Gobernar por decreto y discretamente ha salvado y permitido al presidente alcanzar favorabilidad ciudadana. Cuando gobernaba, su imagen en la opinión pública estaba por debajo de 25%. Con la pandemia, todo se reduce a tratar un problema que, aunque de profundas repercusiones sociales, es un solo aspecto, acotado y que con poder concentrado le ha permitido construir una credibilidad.

Esta favorabilidad no es excepcional pues a nivel mundial los ciudadanos, en situaciones de crisis, respaldan los gobiernos. El gobierno nacional y numerosos gobiernos locales, a pesar de su evidente abuso cuasi-dictatorial, hoy gozan de popularidad. Pero una vez que se supere esta situación, y recuperado el control institucional democrático y la participación de todos los actores en el sistema, podría resultar costosa. Los gobiernos tendrán que gerenciar las arcas vacías, con instituciones maltrechas, una economía damnificada e hipotecada y el aumento de la pobreza, la miseria y la hambruna.

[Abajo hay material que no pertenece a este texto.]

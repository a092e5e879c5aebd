use std::collections::{BTreeSet, HashMap};
use std::fs;
use std::path::{Component, Path, PathBuf};

use anyhow::Context;
use atlas_pipeline_core::cache::fast_hash;
use atlas_pipeline_core::store::ResourceStore;
use atlas_pipeline_core::{Resource, ResourceId, ResourceKind};
use globset::{Glob, GlobSet, GlobSetBuilder};
use indicatif::{ProgressBar, ProgressStyle};
use serde::{Deserialize, Serialize};
use tracing::{debug, info};
use walkdir::WalkDir;

/// Store prefix under which imported source images live.
pub const SOURCES_PREFIX: &str = "sources";

/// An image file found under the input root.
#[derive(Debug, Clone, PartialEq, Eq)]
pub struct ScannedFile {
    pub path: PathBuf,
    /// `/`-separated path relative to the input root, without extension.
    pub name: String,
    /// Store key the file is copied to.
    pub source_key: String,
    pub tags: BTreeSet<String>,
    pub episodes: BTreeSet<u32>,
}

/// Resource list persisted between builds.
#[derive(Debug, Clone, Default, Serialize, Deserialize)]
pub struct Manifest {
    pub resources: Vec<Resource>,
}

impl Manifest {
    pub fn load(path: &Path) -> anyhow::Result<Self> {
        if !path.exists() {
            return Ok(Self::default());
        }
        let text =
            fs::read_to_string(path).with_context(|| format!("read {}", path.display()))?;
        serde_json::from_str(&text).with_context(|| format!("parse {}", path.display()))
    }

    pub fn save(&self, path: &Path) -> anyhow::Result<()> {
        let json = serde_json::to_string_pretty(self)?;
        fs::write(path, json).with_context(|| format!("write {}", path.display()))
    }

    /// Highest build id any atlas in the manifest is valid for.
    pub fn last_build_id(&self) -> Option<u32> {
        self.resources
            .iter()
            .filter_map(|r| r.post_process.as_ref())
            .filter_map(|pp| pp.media_bundle_id.iter().next_back().copied())
            .max()
    }
}

fn build_globset(patterns: &[String]) -> anyhow::Result<Option<GlobSet>> {
    if patterns.is_empty() {
        return Ok(None);
    }
    let mut b = GlobSetBuilder::new();
    for pat in patterns {
        b.add(Glob::new(pat).with_context(|| format!("bad glob '{pat}'"))?);
    }
    Ok(Some(b.build()?))
}

fn should_skip(rel: &str, include: Option<&GlobSet>, exclude: Option<&GlobSet>) -> bool {
    if exclude.is_some_and(|ex| ex.is_match(rel)) {
        return true;
    }
    include.is_some_and(|inc| !inc.is_match(rel))
}

fn is_image(p: &Path) -> bool {
    matches!(
        p.extension()
            .and_then(|e| e.to_str())
            .map(|s| s.to_ascii_lowercase()),
        Some(ext) if matches!(ext.as_str(), "png" | "jpg" | "jpeg" | "bmp" | "tga" | "gif")
    )
}

/// `ep<N>` directory names mark episodes.
pub fn parse_episode(component: &str) -> Option<u32> {
    let digits = component
        .strip_prefix("ep")
        .or_else(|| component.strip_prefix("EP"))?;
    if digits.is_empty() {
        return None;
    }
    digits.parse().ok()
}

/// Tags and episodes from the directory components of `rel`.
pub fn classify(rel: &Path) -> (BTreeSet<String>, BTreeSet<u32>) {
    let mut tags = BTreeSet::new();
    let mut episodes = BTreeSet::new();
    if let Some(parent) = rel.parent() {
        for c in parent.components() {
            let Component::Normal(os) = c else { continue };
            let s = os.to_string_lossy();
            match parse_episode(&s) {
                Some(ep) => {
                    episodes.insert(ep);
                }
                None => {
                    tags.insert(s.into_owned());
                }
            }
        }
    }
    (tags, episodes)
}

/// Lists image files under `root` (or `root` itself if it is a file), sorted by path.
pub fn scan(root: &Path, include: &[String], exclude: &[String]) -> anyhow::Result<Vec<ScannedFile>> {
    let inc = build_globset(include)?;
    let exc = build_globset(exclude)?;
    let (base, paths): (&Path, Vec<PathBuf>) = if root.is_file() {
        (root.parent().unwrap_or(Path::new("")), vec![root.to_path_buf()])
    } else {
        let mut list = Vec::new();
        for entry in WalkDir::new(root).sort_by_file_name() {
            let entry = entry.with_context(|| format!("walk {}", root.display()))?;
            if entry.file_type().is_file() && is_image(entry.path()) {
                list.push(entry.into_path());
            }
        }
        (root, list)
    };

    let mut out = Vec::with_capacity(paths.len());
    for path in paths {
        let rel = path.strip_prefix(base).unwrap_or(&path).to_path_buf();
        let rel_str = rel.to_string_lossy().replace('\\', "/");
        if should_skip(&rel_str, inc.as_ref(), exc.as_ref()) {
            continue;
        }
        let name = rel.with_extension("").to_string_lossy().replace('\\', "/");
        let (tags, episodes) = classify(&rel);
        out.push(ScannedFile {
            path,
            name,
            source_key: format!("{SOURCES_PREFIX}/{rel_str}"),
            tags,
            episodes,
        });
    }
    Ok(out)
}

/// Builds throwaway image records for `files`, numbered from 1.
pub fn preview_resources(files: &[ScannedFile]) -> Vec<Resource> {
    files
        .iter()
        .zip(1..)
        .map(|(f, id)| {
            Resource::image(id, f.name.clone(), f.source_key.clone())
                .with_tags(f.tags.iter().cloned())
                .with_episodes(f.episodes.iter().copied())
        })
        .collect()
}

/// Copies `files` into `store` and reconciles them with `previous` records.
///
/// Records are matched by name. A changed binary drops the cached geometry so its envelope
/// is recomputed. Image records whose file disappeared are dropped; atlas records are kept.
/// Every imported record starts with a direct reference.
pub fn import<S: ResourceStore + ?Sized>(
    files: &[ScannedFile],
    previous: Vec<Resource>,
    store: &S,
    progress: bool,
) -> anyhow::Result<Vec<Resource>> {
    let bar = if progress {
        let b = ProgressBar::new(files.len() as u64);
        b.set_style(ProgressStyle::with_template(
            "{spinner:.green} importing {pos}/{len} [{elapsed_precise}] {wide_msg}",
        )?);
        Some(b)
    } else {
        None
    };

    let mut next_id: ResourceId = previous.iter().map(|r| r.id).max().unwrap_or(0) + 1;
    let (atlases, images): (Vec<Resource>, Vec<Resource>) = previous
        .into_iter()
        .partition(|r| r.kind == ResourceKind::Atlas);
    let mut by_name: HashMap<String, Resource> =
        images.into_iter().map(|r| (r.name.clone(), r)).collect();

    let mut out = Vec::with_capacity(files.len() + atlases.len());
    let (mut added, mut changed) = (0usize, 0usize);
    for f in files {
        if let Some(b) = &bar {
            b.set_message(f.name.clone());
        }
        let bytes = fs::read(&f.path).with_context(|| format!("read {}", f.path.display()))?;
        let mut record = match by_name.remove(&f.name) {
            Some(mut r) => {
                let unchanged = r.source == f.source_key
                    && store
                        .read(&r.source)
                        .is_ok_and(|old| fast_hash(&old) == fast_hash(&bytes));
                if !unchanged {
                    debug!(name = %f.name, "source changed; envelope will be recomputed");
                    r.geometry = None;
                    changed += 1;
                }
                r.source = f.source_key.clone();
                r
            }
            None => {
                let r = Resource::image(next_id, f.name.clone(), f.source_key.clone());
                next_id += 1;
                added += 1;
                r
            }
        };
        record.tags = f.tags.clone();
        record.episodes = f.episodes.clone();
        // the build redirects whatever it packs again
        record.restore_direct_reference();
        store.write(&record.source, &bytes)?;
        out.push(record);
        if let Some(b) = &bar {
            b.inc(1);
        }
    }
    if let Some(b) = &bar {
        b.finish_and_clear();
    }
    if !by_name.is_empty() {
        info!(count = by_name.len(), "dropping resources whose files are gone");
    }
    info!(imported = out.len(), added, changed, "sources imported");
    out.extend(atlases);
    Ok(out)
}

#[cfg(test)]
mod tests {
    use super::*;
    use atlas_pipeline_core::store::MemoryStore;

    #[test]
    fn episodes_and_tags_from_directories() {
        let (tags, eps) = classify(Path::new("ui/ep3/buttons/ok.png"));
        assert_eq!(tags, BTreeSet::from(["ui".to_string(), "buttons".to_string()]));
        assert_eq!(eps, BTreeSet::from([3]));
        assert_eq!(parse_episode("ep"), None);
        assert_eq!(parse_episode("epic"), None);
        assert_eq!(parse_episode("ep12"), Some(12));
    }

    #[test]
    fn scan_respects_globs() -> anyhow::Result<()> {
        let dir = tempfile::tempdir()?;
        fs::create_dir_all(dir.path().join("ui/ep1"))?;
        fs::write(dir.path().join("ui/ep1/a.png"), b"x")?;
        fs::write(dir.path().join("ui/b.png"), b"x")?;
        fs::write(dir.path().join("ui/notes.txt"), b"x")?;

        let all = scan(dir.path(), &[], &[])?;
        let names: Vec<&str> = all.iter().map(|f| f.name.as_str()).collect();
        assert_eq!(names, vec!["ui/b", "ui/ep1/a"]);
        assert_eq!(all[1].source_key, "sources/ui/ep1/a.png");

        let only_ep = scan(dir.path(), &["**/ep1/**".into()], &[])?;
        assert_eq!(only_ep.len(), 1);
        let no_b = scan(dir.path(), &[], &["ui/b.png".into()])?;
        assert_eq!(no_b.len(), 1);
        Ok(())
    }

    #[test]
    fn reimport_keeps_ids_and_resets_changed_geometry() -> anyhow::Result<()> {
        let dir = tempfile::tempdir()?;
        fs::write(dir.path().join("a.png"), b"one")?;
        fs::write(dir.path().join("b.png"), b"two")?;
        let store = MemoryStore::new();
        let files = scan(dir.path(), &[], &[])?;

        let mut first = import(&files, Vec::new(), &store, false)?;
        assert_eq!(first.iter().map(|r| r.id).collect::<Vec<_>>(), vec![1, 2]);
        for r in &mut first {
            r.geometry = Some(atlas_pipeline_core::ResourceGeometry::new(
                4,
                4,
                atlas_pipeline_core::Rect::new(0, 0, 4, 4),
            ));
        }

        fs::write(dir.path().join("b.png"), b"changed")?;
        let second = import(&files, first, &store, false)?;
        assert_eq!(second[0].id, 1);
        assert!(second[0].geometry.is_some());
        assert_eq!(second[1].id, 2);
        assert!(second[1].geometry.is_none());
        assert_eq!(store.read("sources/b.png")?, b"changed");
        Ok(())
    }
}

El retorno a la normalidad podría ser desestabilizador por el deterioro social. Algunos van a salir bien librados y serán con creces ganadores, mientras la mayoría pobre será perdedora y se hundirá aún más. Otros sectores, medios, igualmente saldrán mal librados, pues perderán lo que materialmente habían conquistado. El patrimonio de numerosos colombianos terminará engrosando las arcas del voraz y despiadado sistema financiero y pensional privado del país.

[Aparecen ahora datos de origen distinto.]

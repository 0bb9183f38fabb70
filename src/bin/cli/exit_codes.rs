//! Exit codes for the CLI tool.

use z21cfg::Error;

/// Exit code constants
pub const SUCCESS: i32 = 0;
/// Operation completed with warnings
pub const WARNING: i32 = 1;
/// Fatal error occurred
pub const FATAL_ERROR: i32 = 2;
/// Container or payload could not be read
pub const BAD_CONTAINER: i32 = 3;
/// Operation not supported for this container
pub const UNSUPPORTED: i32 = 4;
/// I/O error
pub const IO_ERROR: i32 = 5;
/// Invalid command line arguments
pub const BAD_ARGS: i32 = 255;

/// Exit code enum for structured handling
#[derive(Debug, Clone, Copy, PartialEq, Eq)]
pub enum ExitCode {
    Success,
    Warning,
    FatalError,
    BadContainer,
    Unsupported,
    IoError,
    BadArgs,
}

impl ExitCode {
    /// Returns the numeric exit code
    pub fn code(self) -> i32 {
        match self {
            Self::Success => SUCCESS,
            Self::Warning => WARNING,
            Self::FatalError => FATAL_ERROR,
            Self::BadContainer => BAD_CONTAINER,
            Self::Unsupported => UNSUPPORTED,
            Self::IoError => IO_ERROR,
            Self::BadArgs => BAD_ARGS,
        }
    }
}

/// Converts a z21cfg error to an exit code
pub fn error_to_exit_code(error: &Error) -> ExitCode {
    match error {
        Error::Io(_) => ExitCode::IoError,
        Error::Zip(_) | Error::Database(_) => ExitCode::BadContainer,
        Error::UnsupportedFeature { .. } | Error::MissingPayload => ExitCode::Unsupported,
        Error::InvalidFunctionNumber { .. }
        | Error::InvalidValue { .. }
        | Error::FunctionNotFound { .. } => ExitCode::BadArgs,
        Error::ResourceLimitExceeded(_) => ExitCode::FatalError,
        Error::UnresolvedLocomotives { .. } => ExitCode::FatalError,
        // Future error variants - required by #[non_exhaustive]
        _ => ExitCode::FatalError,
    }
}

Ni los sectores mejor posicionados de las élites colombianas, ni la honestidad gubernamental, calculada, han logrado construir una sincera y eficaz fraternidad entre los colombianos y con el sector de la salud. Se perdió la oportunidad de construir la paz, que hubiese sido tan útil en este aciago momento, para mantener la democracia, superar el choque entre los gobiernos nacional y locales y alejarnos del debilitamiento del tejido social y de los sistemas de salud y educación.

La arrogancia gubernamental ha dejado al descubierto la débil democracia, el aumento de desigualdades y la exclusión social de sectores desesperados por el sorpresivo y acentuado deterioro de sus condiciones de vida. El gobierno y las autoridades de policía utilizan el miedo para que los ciudadanos acepten y legitimen la coerción. Nuestros gobernantes no menguan su discurso agresivo, amenazante y retador con quienes no cumplen sus “iluminadas” órdenes y decisiones, así sean válidas. Operan por decretismo y discretismo como si fuesen enviados divinos. Desde la presidencia y las alcaldías de Bogotá y Cali, aflora la represión y la amenaza con cárcel a quienes no acatan al gobierno; y hasta el comandante de policía de Villavicencio increpa a ciudadanos, en paseos o en futbol, anunciando literalmente su “captura”, como si se tratase de delincuentes; o el médico en Bogotá que ante un bloqueo vial de ciudadanos indebidamente los provoca y acusa impunemente de terroristas.

Como siempre, pesan más las razones financieras de pocos sobre las humanas. Si la preocupación fuese la economía, los gobernantes atenderían prioritariamente el sector informal, que representa la mitad de la economía, movida por sectores medios y pobres, que poco importan.